| TASK TO CARRY OUT |
Every line below that holds the string "bool" should be copied out.

*** Opening of RECORDED INFORMATION ***

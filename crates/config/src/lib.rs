//! Configuration loading, validation, and management for fundwise.
//!
//! Loads configuration from `~/.fundwise/config.toml` (or `$FUNDWISE_CONFIG`)
//! with environment variable overrides. Validates all settings at startup.

use fundwise_core::KnownTool;
use serde::{Deserialize, Serialize};
use std::collections::BTreeMap;
use std::path::{Path, PathBuf};
use std::time::Duration;

/// The root configuration structure.
///
/// Maps directly to `~/.fundwise/config.toml`.
#[derive(Clone, Serialize, Deserialize)]
pub struct AppConfig {
    /// Anthropic API key
    #[serde(default, skip_serializing_if = "Option::is_none")]
    pub api_key: Option<String>,

    /// Model used for every round
    #[serde(default = "default_model")]
    pub model: String,

    /// Messages API base URL
    #[serde(default = "default_base_url")]
    pub base_url: String,

    /// Max tokens per backend response
    #[serde(default = "default_max_tokens")]
    pub max_tokens: u32,

    #[serde(default = "default_temperature")]
    pub temperature: f32,

    /// System instructions sent with every round
    #[serde(default = "default_system_prompt")]
    pub system_prompt: String,

    #[serde(default)]
    pub orchestrator: OrchestratorConfig,

    #[serde(default)]
    pub retry: RetryConfig,

    #[serde(default)]
    pub gateway: GatewayConfig,

    #[serde(default)]
    pub telemetry: TelemetryConfig,

    /// Remote tool endpoints, keyed by tool identifier
    #[serde(default)]
    pub tools: BTreeMap<String, ToolEndpointConfig>,
}

fn default_model() -> String {
    "claude-sonnet-4-20250514".into()
}
fn default_base_url() -> String {
    "https://api.anthropic.com".into()
}
fn default_max_tokens() -> u32 {
    4096
}
fn default_temperature() -> f32 {
    0.2
}
fn default_system_prompt() -> String {
    "You are the fundwise assistant. Answer questions about funds, securities and \
     fund documents. Use the available tools when you need facts, and cite your sources."
        .into()
}

fn redact(s: &Option<String>) -> &'static str {
    match s {
        Some(_) => "[REDACTED]",
        None => "None",
    }
}

impl std::fmt::Debug for AppConfig {
    fn fmt(&self, f: &mut std::fmt::Formatter<'_>) -> std::fmt::Result {
        f.debug_struct("AppConfig")
            .field("api_key", &redact(&self.api_key))
            .field("model", &self.model)
            .field("base_url", &self.base_url)
            .field("max_tokens", &self.max_tokens)
            .field("temperature", &self.temperature)
            .field("system_prompt_chars", &self.system_prompt.len())
            .field("orchestrator", &self.orchestrator)
            .field("retry", &self.retry)
            .field("gateway", &self.gateway)
            .field("telemetry", &self.telemetry)
            .field("tools", &self.tools)
            .finish()
    }
}

/// Bounds for one session.
#[derive(Debug, Clone, Serialize, Deserialize)]
pub struct OrchestratorConfig {
    /// Maximum backend calls per session
    #[serde(default = "default_max_rounds")]
    pub max_rounds: u32,

    /// Overall deadline for a session
    #[serde(default = "default_session_timeout")]
    pub session_timeout_secs: u64,

    /// Upper bound for a single tool call (further capped by the session deadline)
    #[serde(default = "default_tool_timeout")]
    pub tool_timeout_secs: u64,

    /// Texts longer than this are truncated before reaching the backend
    #[serde(default = "default_max_text_chars")]
    pub max_text_chars: usize,

    /// Capacity of the per-session record channel
    #[serde(default = "default_event_buffer")]
    pub event_buffer: usize,
}

fn default_max_rounds() -> u32 {
    5
}
fn default_session_timeout() -> u64 {
    120
}
fn default_tool_timeout() -> u64 {
    45
}
fn default_max_text_chars() -> usize {
    24_000
}
fn default_event_buffer() -> usize {
    128
}

impl Default for OrchestratorConfig {
    fn default() -> Self {
        Self {
            max_rounds: default_max_rounds(),
            session_timeout_secs: default_session_timeout(),
            tool_timeout_secs: default_tool_timeout(),
            max_text_chars: default_max_text_chars(),
            event_buffer: default_event_buffer(),
        }
    }
}

impl OrchestratorConfig {
    pub fn session_timeout(&self) -> Duration {
        Duration::from_secs(self.session_timeout_secs)
    }

    pub fn tool_timeout(&self) -> Duration {
        Duration::from_secs(self.tool_timeout_secs)
    }
}

/// Backoff for transient backend failures.
#[derive(Debug, Clone, Serialize, Deserialize)]
pub struct RetryConfig {
    #[serde(default = "default_max_attempts")]
    pub max_attempts: u32,

    #[serde(default = "default_initial_backoff")]
    pub initial_backoff_ms: u64,

    #[serde(default = "default_max_backoff")]
    pub max_backoff_ms: u64,

    #[serde(default = "default_multiplier")]
    pub multiplier: f64,
}

fn default_max_attempts() -> u32 {
    3
}
fn default_initial_backoff() -> u64 {
    500
}
fn default_max_backoff() -> u64 {
    8_000
}
fn default_multiplier() -> f64 {
    2.0
}

impl Default for RetryConfig {
    fn default() -> Self {
        Self {
            max_attempts: default_max_attempts(),
            initial_backoff_ms: default_initial_backoff(),
            max_backoff_ms: default_max_backoff(),
            multiplier: default_multiplier(),
        }
    }
}

#[derive(Debug, Clone, Serialize, Deserialize)]
pub struct GatewayConfig {
    #[serde(default = "default_port")]
    pub port: u16,

    #[serde(default = "default_host")]
    pub host: String,

    /// Request body limit; attachments arrive inline as base64
    #[serde(default = "default_body_limit")]
    pub body_limit_bytes: usize,

    /// CORS origins; empty means any origin
    #[serde(default)]
    pub allowed_origins: Vec<String>,
}

fn default_port() -> u16 {
    8787
}
fn default_host() -> String {
    "127.0.0.1".into()
}
fn default_body_limit() -> usize {
    25 * 1024 * 1024
}
fn default_true() -> bool {
    true
}

impl Default for GatewayConfig {
    fn default() -> Self {
        Self {
            port: default_port(),
            host: default_host(),
            body_limit_bytes: default_body_limit(),
            allowed_origins: Vec::new(),
        }
    }
}

#[derive(Debug, Clone, Serialize, Deserialize)]
pub struct TelemetryConfig {
    #[serde(default = "default_true")]
    pub enabled: bool,

    /// Records beyond this many in flight are dropped, never awaited
    #[serde(default = "default_queue_capacity")]
    pub queue_capacity: usize,

    /// How many recent sessions `/v1/usage` keeps
    #[serde(default = "default_recent_capacity")]
    pub recent_capacity: usize,
}

fn default_queue_capacity() -> usize {
    256
}
fn default_recent_capacity() -> usize {
    50
}

impl Default for TelemetryConfig {
    fn default() -> Self {
        Self {
            enabled: true,
            queue_capacity: default_queue_capacity(),
            recent_capacity: default_recent_capacity(),
        }
    }
}

/// Where a remote tool lives.
#[derive(Clone, Serialize, Deserialize)]
pub struct ToolEndpointConfig {
    pub endpoint: String,

    #[serde(default, skip_serializing_if = "Option::is_none")]
    pub api_key: Option<String>,

    #[serde(default, skip_serializing_if = "Option::is_none")]
    pub timeout_secs: Option<u64>,
}

impl std::fmt::Debug for ToolEndpointConfig {
    fn fmt(&self, f: &mut std::fmt::Formatter<'_>) -> std::fmt::Result {
        f.debug_struct("ToolEndpointConfig")
            .field("endpoint", &self.endpoint)
            .field("api_key", &redact(&self.api_key))
            .field("timeout_secs", &self.timeout_secs)
            .finish()
    }
}

impl AppConfig {
    /// Load configuration from `$FUNDWISE_CONFIG` or `~/.fundwise/config.toml`.
    ///
    /// Environment overrides (highest priority):
    /// - `FUNDWISE_API_KEY`, then `ANTHROPIC_API_KEY`
    /// - `FUNDWISE_MODEL`
    /// - `FUNDWISE_BASE_URL`
    pub fn load() -> Result<Self, ConfigError> {
        let mut config = Self::load_from(&Self::config_path())?;
        config.apply_env(|key| std::env::var(key).ok());
        config.validate()?;
        Ok(config)
    }

    /// Load configuration from a specific file path.
    pub fn load_from(path: &Path) -> Result<Self, ConfigError> {
        if !path.exists() {
            tracing::info!("No config file found at {}, using defaults", path.display());
            return Ok(Self::default());
        }

        let content = std::fs::read_to_string(path).map_err(|e| ConfigError::ReadError {
            path: path.to_path_buf(),
            reason: e.to_string(),
        })?;

        let config: Self = toml::from_str(&content).map_err(|e| ConfigError::ParseError {
            path: path.to_path_buf(),
            reason: e.to_string(),
        })?;

        config.validate()?;
        Ok(config)
    }

    /// Apply overrides from an environment lookup.
    fn apply_env(&mut self, lookup: impl Fn(&str) -> Option<String>) {
        if let Some(key) = lookup("FUNDWISE_API_KEY").or_else(|| lookup("ANTHROPIC_API_KEY")) {
            self.api_key = Some(key);
        }
        if let Some(model) = lookup("FUNDWISE_MODEL") {
            self.model = model;
        }
        if let Some(base_url) = lookup("FUNDWISE_BASE_URL") {
            self.base_url = base_url;
        }
    }

    /// Get the configuration directory path.
    pub fn config_dir() -> PathBuf {
        dirs_home().join(".fundwise")
    }

    pub fn config_path() -> PathBuf {
        std::env::var("FUNDWISE_CONFIG")
            .map(PathBuf::from)
            .unwrap_or_else(|_| Self::config_dir().join("config.toml"))
    }

    /// Validate the configuration.
    pub fn validate(&self) -> Result<(), ConfigError> {
        if !(0.0..=2.0).contains(&self.temperature) {
            return Err(ConfigError::ValidationError(
                "temperature must be between 0.0 and 2.0".into(),
            ));
        }
        if self.orchestrator.max_rounds == 0 {
            return Err(ConfigError::ValidationError(
                "orchestrator.max_rounds must be at least 1".into(),
            ));
        }
        if self.orchestrator.session_timeout_secs == 0 {
            return Err(ConfigError::ValidationError(
                "orchestrator.session_timeout_secs must be > 0".into(),
            ));
        }
        if self.orchestrator.max_text_chars < 256 {
            return Err(ConfigError::ValidationError(
                "orchestrator.max_text_chars must be at least 256".into(),
            ));
        }
        if self.orchestrator.event_buffer == 0 {
            return Err(ConfigError::ValidationError(
                "orchestrator.event_buffer must be > 0".into(),
            ));
        }
        if self.retry.max_attempts == 0 {
            return Err(ConfigError::ValidationError(
                "retry.max_attempts must be at least 1".into(),
            ));
        }
        if self.retry.multiplier < 1.0 {
            return Err(ConfigError::ValidationError(
                "retry.multiplier must be >= 1.0".into(),
            ));
        }
        for name in self.tools.keys() {
            if KnownTool::parse(name).is_none() {
                return Err(ConfigError::ValidationError(format!(
                    "unknown tool '{name}' in [tools]"
                )));
            }
        }
        Ok(())
    }

    /// Check if an API key is available (from config or environment).
    pub fn has_api_key(&self) -> bool {
        self.api_key.as_deref().is_some_and(|k| !k.is_empty())
    }

    /// Configured endpoint for a known tool, if any.
    pub fn tool_endpoint(&self, tool: KnownTool) -> Option<&ToolEndpointConfig> {
        self.tools.get(tool.as_str())
    }

    /// Generate a default config TOML string (for `config --init`).
    pub fn default_toml() -> String {
        let config = Self::default();
        toml::to_string_pretty(&config).unwrap_or_default()
    }
}

impl Default for AppConfig {
    fn default() -> Self {
        Self {
            api_key: None,
            model: default_model(),
            base_url: default_base_url(),
            max_tokens: default_max_tokens(),
            temperature: default_temperature(),
            system_prompt: default_system_prompt(),
            orchestrator: OrchestratorConfig::default(),
            retry: RetryConfig::default(),
            gateway: GatewayConfig::default(),
            telemetry: TelemetryConfig::default(),
            tools: BTreeMap::new(),
        }
    }
}

/// Get the user's home directory.
fn dirs_home() -> PathBuf {
    #[cfg(target_os = "windows")]
    {
        std::env::var("USERPROFILE")
            .map(PathBuf::from)
            .unwrap_or_else(|_| PathBuf::from("C:\\Users\\Default"))
    }
    #[cfg(not(target_os = "windows"))]
    {
        std::env::var("HOME")
            .map(PathBuf::from)
            .unwrap_or_else(|_| PathBuf::from("/tmp"))
    }
}

/// Configuration errors.
#[derive(Debug, thiserror::Error)]
pub enum ConfigError {
    #[error("Failed to read config file at {path}: {reason}")]
    ReadError { path: PathBuf, reason: String },

    #[error("Failed to parse config file at {path}: {reason}")]
    ParseError { path: PathBuf, reason: String },

    #[error("Configuration validation failed: {0}")]
    ValidationError(String),
}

*** Close of RECORDED INFORMATION ***

| COMPLETED EXERCISE |
fn default_true() -> bool {
    pub enabled: bool,
    pub fn has_api_key(&self) -> bool {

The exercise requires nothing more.